Problem: Write out exactly the lines of the entries below, from the first through the line containing "const PORT_CAPACITY: usize = 256;", and nothing beyond them.

Extracted records
-------

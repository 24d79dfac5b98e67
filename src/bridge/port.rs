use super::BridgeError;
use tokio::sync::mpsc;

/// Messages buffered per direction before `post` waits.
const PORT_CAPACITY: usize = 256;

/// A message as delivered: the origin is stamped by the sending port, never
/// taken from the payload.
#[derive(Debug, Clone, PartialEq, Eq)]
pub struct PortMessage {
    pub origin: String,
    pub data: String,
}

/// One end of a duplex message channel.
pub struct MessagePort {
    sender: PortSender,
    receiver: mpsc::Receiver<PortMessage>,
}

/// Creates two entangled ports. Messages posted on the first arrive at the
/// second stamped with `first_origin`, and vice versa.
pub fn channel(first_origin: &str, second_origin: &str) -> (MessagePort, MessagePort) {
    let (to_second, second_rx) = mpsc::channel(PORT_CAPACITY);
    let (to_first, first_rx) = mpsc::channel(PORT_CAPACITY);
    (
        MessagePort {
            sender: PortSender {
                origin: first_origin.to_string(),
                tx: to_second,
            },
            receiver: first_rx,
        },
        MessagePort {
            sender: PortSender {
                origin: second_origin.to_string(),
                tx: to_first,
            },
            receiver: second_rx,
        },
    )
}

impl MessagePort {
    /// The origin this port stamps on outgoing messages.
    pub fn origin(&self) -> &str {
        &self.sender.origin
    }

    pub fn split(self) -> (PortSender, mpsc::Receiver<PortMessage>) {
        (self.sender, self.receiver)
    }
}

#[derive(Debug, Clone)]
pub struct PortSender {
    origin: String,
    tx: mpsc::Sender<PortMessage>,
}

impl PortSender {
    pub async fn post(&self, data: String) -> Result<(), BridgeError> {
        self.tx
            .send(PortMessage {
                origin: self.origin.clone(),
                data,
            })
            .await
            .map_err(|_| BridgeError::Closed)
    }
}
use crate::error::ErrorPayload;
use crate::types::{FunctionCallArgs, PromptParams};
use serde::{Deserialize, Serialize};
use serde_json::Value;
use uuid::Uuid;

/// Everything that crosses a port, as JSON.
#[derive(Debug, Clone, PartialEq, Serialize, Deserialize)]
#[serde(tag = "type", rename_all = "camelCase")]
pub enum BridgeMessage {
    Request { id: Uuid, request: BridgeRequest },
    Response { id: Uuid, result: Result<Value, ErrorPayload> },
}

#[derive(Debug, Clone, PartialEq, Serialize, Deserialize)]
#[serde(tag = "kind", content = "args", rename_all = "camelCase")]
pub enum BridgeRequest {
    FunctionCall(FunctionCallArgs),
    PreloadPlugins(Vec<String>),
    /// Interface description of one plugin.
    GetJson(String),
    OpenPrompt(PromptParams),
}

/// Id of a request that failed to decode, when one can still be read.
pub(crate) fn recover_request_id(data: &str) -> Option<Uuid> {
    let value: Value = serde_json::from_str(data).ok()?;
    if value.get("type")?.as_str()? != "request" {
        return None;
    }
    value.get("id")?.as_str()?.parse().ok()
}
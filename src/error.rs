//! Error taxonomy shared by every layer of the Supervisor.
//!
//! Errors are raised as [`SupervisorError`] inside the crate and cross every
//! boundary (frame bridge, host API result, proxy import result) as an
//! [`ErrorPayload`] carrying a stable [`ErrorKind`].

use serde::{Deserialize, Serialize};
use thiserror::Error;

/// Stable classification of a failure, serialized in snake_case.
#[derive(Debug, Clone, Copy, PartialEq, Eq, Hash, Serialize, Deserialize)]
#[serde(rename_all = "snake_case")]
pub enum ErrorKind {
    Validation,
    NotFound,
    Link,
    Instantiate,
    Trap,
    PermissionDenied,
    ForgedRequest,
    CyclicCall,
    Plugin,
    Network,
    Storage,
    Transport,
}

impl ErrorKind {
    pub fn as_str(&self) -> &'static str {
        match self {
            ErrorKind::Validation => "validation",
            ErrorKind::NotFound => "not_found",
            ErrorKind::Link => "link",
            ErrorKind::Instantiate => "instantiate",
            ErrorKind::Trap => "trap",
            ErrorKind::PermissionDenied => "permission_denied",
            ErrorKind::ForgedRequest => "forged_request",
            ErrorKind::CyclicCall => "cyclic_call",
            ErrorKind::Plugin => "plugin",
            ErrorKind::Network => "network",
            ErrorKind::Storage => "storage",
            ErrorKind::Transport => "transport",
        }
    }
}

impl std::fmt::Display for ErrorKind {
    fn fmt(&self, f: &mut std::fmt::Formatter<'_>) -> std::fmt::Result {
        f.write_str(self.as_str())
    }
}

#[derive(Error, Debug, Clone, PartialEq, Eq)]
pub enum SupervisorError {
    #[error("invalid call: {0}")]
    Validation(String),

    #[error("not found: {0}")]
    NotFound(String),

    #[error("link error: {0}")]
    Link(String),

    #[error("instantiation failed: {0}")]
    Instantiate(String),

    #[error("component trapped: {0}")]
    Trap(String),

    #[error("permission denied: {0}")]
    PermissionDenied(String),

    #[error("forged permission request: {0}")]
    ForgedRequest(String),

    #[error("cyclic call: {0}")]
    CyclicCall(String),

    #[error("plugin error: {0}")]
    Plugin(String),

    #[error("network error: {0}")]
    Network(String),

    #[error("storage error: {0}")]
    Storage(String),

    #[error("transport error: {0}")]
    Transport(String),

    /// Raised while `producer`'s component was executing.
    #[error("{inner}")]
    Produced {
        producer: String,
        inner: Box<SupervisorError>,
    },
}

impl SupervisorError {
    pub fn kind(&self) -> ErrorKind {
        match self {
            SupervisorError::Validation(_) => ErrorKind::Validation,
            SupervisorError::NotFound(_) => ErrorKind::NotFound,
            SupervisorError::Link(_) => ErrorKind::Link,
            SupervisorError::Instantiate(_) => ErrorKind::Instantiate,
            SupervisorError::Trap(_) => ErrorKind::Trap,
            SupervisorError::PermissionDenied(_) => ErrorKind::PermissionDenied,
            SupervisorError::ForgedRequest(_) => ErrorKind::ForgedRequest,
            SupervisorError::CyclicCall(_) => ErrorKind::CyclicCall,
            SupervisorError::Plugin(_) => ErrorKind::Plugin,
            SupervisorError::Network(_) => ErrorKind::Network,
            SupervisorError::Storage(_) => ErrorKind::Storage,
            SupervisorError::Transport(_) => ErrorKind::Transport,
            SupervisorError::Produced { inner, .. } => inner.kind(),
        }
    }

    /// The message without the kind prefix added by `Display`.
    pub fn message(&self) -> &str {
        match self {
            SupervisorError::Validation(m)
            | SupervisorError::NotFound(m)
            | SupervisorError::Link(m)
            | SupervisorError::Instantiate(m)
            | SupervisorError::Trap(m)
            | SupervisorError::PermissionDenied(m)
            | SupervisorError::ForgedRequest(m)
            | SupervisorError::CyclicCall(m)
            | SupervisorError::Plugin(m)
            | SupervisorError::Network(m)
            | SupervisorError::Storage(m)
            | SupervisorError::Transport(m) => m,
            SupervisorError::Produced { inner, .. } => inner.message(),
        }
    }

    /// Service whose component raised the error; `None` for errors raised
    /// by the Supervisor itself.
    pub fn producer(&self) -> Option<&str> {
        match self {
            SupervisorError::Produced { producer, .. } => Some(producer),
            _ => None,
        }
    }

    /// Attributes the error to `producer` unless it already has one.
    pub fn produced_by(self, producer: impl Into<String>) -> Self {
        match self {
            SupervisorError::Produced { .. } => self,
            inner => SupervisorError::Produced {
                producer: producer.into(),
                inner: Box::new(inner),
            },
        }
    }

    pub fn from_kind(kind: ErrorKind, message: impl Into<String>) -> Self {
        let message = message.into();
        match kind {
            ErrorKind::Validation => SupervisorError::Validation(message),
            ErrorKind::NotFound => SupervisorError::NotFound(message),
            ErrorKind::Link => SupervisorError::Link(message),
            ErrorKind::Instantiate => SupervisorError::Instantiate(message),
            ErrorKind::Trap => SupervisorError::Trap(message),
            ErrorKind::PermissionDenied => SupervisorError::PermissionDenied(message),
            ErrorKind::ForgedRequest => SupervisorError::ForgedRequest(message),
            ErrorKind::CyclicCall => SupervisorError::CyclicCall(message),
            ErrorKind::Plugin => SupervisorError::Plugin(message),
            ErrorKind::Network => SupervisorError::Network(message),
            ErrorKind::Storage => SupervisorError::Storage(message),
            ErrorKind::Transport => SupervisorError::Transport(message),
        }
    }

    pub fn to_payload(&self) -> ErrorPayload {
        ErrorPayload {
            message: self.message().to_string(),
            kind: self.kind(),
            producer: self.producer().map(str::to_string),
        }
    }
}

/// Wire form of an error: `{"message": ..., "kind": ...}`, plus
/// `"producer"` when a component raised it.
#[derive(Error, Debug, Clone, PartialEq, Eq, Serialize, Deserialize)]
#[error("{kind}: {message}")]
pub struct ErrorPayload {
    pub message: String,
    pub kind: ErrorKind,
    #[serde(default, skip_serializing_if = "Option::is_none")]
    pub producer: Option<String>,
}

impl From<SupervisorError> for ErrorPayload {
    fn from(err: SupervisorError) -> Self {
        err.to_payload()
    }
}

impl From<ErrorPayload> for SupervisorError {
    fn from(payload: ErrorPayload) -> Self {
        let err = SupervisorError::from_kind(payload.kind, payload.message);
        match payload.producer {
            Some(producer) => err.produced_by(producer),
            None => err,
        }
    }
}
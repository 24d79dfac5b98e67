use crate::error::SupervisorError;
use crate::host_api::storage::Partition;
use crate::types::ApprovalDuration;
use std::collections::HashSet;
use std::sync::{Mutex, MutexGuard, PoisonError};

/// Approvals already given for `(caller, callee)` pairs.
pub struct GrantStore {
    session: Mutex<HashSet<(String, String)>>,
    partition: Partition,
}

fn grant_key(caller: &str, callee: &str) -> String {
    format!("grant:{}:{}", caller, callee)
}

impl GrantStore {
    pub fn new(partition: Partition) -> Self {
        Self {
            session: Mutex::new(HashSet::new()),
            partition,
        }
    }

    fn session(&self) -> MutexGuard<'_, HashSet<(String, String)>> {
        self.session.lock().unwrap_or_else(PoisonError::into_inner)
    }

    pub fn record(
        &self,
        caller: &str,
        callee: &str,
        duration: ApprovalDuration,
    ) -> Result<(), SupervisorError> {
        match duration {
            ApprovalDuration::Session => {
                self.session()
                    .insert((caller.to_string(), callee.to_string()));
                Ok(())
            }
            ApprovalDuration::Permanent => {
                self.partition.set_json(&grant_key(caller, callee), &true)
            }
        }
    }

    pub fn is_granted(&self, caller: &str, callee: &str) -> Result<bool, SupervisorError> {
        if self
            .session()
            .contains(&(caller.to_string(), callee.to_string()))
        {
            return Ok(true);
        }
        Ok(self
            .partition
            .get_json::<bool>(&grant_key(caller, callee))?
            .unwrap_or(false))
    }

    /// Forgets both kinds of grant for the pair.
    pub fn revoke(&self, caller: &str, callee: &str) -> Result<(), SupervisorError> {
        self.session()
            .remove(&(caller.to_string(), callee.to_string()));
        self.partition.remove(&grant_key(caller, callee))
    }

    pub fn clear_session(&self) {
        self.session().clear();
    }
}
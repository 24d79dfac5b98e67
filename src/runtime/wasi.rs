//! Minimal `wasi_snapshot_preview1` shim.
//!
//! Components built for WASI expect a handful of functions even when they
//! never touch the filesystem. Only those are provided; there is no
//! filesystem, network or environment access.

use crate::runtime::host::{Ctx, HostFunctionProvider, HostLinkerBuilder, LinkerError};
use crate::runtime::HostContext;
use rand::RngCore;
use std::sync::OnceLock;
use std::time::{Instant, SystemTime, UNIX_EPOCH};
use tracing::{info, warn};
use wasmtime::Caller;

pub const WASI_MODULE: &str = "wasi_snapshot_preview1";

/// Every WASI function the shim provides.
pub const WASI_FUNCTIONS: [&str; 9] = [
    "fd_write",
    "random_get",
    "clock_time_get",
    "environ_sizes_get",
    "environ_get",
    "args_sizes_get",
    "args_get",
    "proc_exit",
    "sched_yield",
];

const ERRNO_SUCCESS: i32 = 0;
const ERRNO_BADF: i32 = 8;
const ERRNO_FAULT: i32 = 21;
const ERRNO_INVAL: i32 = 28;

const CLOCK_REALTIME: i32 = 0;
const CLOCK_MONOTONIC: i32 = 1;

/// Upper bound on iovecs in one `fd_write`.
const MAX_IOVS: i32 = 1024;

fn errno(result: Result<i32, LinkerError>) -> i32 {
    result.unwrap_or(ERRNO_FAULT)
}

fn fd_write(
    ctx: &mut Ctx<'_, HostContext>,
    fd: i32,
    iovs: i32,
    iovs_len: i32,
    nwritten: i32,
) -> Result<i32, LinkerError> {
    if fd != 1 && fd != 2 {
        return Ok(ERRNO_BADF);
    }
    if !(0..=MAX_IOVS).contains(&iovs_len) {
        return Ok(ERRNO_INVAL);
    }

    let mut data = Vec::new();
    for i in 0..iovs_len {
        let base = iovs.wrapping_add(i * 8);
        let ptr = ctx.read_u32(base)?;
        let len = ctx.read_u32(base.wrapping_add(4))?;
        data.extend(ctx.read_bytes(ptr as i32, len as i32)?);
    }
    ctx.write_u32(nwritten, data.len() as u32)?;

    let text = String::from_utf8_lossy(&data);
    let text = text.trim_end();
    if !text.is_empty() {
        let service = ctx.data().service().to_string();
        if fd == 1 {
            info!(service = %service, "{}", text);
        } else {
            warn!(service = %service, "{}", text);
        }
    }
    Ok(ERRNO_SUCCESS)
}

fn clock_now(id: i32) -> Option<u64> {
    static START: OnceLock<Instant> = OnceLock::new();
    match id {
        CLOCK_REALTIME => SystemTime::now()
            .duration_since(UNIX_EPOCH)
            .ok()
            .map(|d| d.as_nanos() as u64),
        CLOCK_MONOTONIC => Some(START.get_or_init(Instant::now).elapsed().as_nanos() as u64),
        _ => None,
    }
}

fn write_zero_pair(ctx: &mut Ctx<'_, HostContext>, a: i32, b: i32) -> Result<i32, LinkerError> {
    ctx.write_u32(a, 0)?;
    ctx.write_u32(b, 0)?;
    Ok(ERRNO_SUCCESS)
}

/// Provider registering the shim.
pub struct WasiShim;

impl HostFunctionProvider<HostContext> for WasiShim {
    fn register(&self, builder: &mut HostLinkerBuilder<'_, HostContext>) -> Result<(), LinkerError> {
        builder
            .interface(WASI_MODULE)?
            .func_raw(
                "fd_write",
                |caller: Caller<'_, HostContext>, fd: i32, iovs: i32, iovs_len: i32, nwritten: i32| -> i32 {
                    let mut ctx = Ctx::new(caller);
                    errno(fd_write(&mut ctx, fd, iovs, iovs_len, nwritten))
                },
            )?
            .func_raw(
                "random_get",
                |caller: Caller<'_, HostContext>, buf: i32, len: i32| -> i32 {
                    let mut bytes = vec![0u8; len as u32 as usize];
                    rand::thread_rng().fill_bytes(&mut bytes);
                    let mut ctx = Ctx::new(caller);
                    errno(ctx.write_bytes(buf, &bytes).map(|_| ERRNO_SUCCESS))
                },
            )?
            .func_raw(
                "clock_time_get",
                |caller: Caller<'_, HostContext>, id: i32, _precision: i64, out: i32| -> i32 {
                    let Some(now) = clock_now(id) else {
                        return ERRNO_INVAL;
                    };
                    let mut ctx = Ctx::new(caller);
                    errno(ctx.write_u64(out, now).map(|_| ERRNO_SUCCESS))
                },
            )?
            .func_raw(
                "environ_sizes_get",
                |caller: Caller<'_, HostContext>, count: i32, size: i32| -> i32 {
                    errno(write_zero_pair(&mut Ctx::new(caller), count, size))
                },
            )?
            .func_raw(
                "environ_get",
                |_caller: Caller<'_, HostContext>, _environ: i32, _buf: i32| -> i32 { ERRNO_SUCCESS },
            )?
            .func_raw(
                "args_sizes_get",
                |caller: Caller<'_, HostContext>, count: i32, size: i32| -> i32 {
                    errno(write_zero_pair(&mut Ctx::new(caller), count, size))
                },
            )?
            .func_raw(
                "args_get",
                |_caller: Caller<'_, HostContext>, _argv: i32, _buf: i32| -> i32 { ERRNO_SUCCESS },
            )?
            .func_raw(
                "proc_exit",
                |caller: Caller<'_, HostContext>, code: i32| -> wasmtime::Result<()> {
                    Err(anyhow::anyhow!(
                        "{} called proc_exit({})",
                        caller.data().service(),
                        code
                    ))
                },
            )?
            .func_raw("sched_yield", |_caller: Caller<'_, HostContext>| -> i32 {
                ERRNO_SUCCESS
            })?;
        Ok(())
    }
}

-------

Answer to this exercise:
repository 24d79dfac5b98e67
filename src/bridge/port.rs
use super::BridgeError;
use tokio::sync::mpsc;

/// Messages buffered per direction before `post` waits.
const PORT_CAPACITY: usize = 256;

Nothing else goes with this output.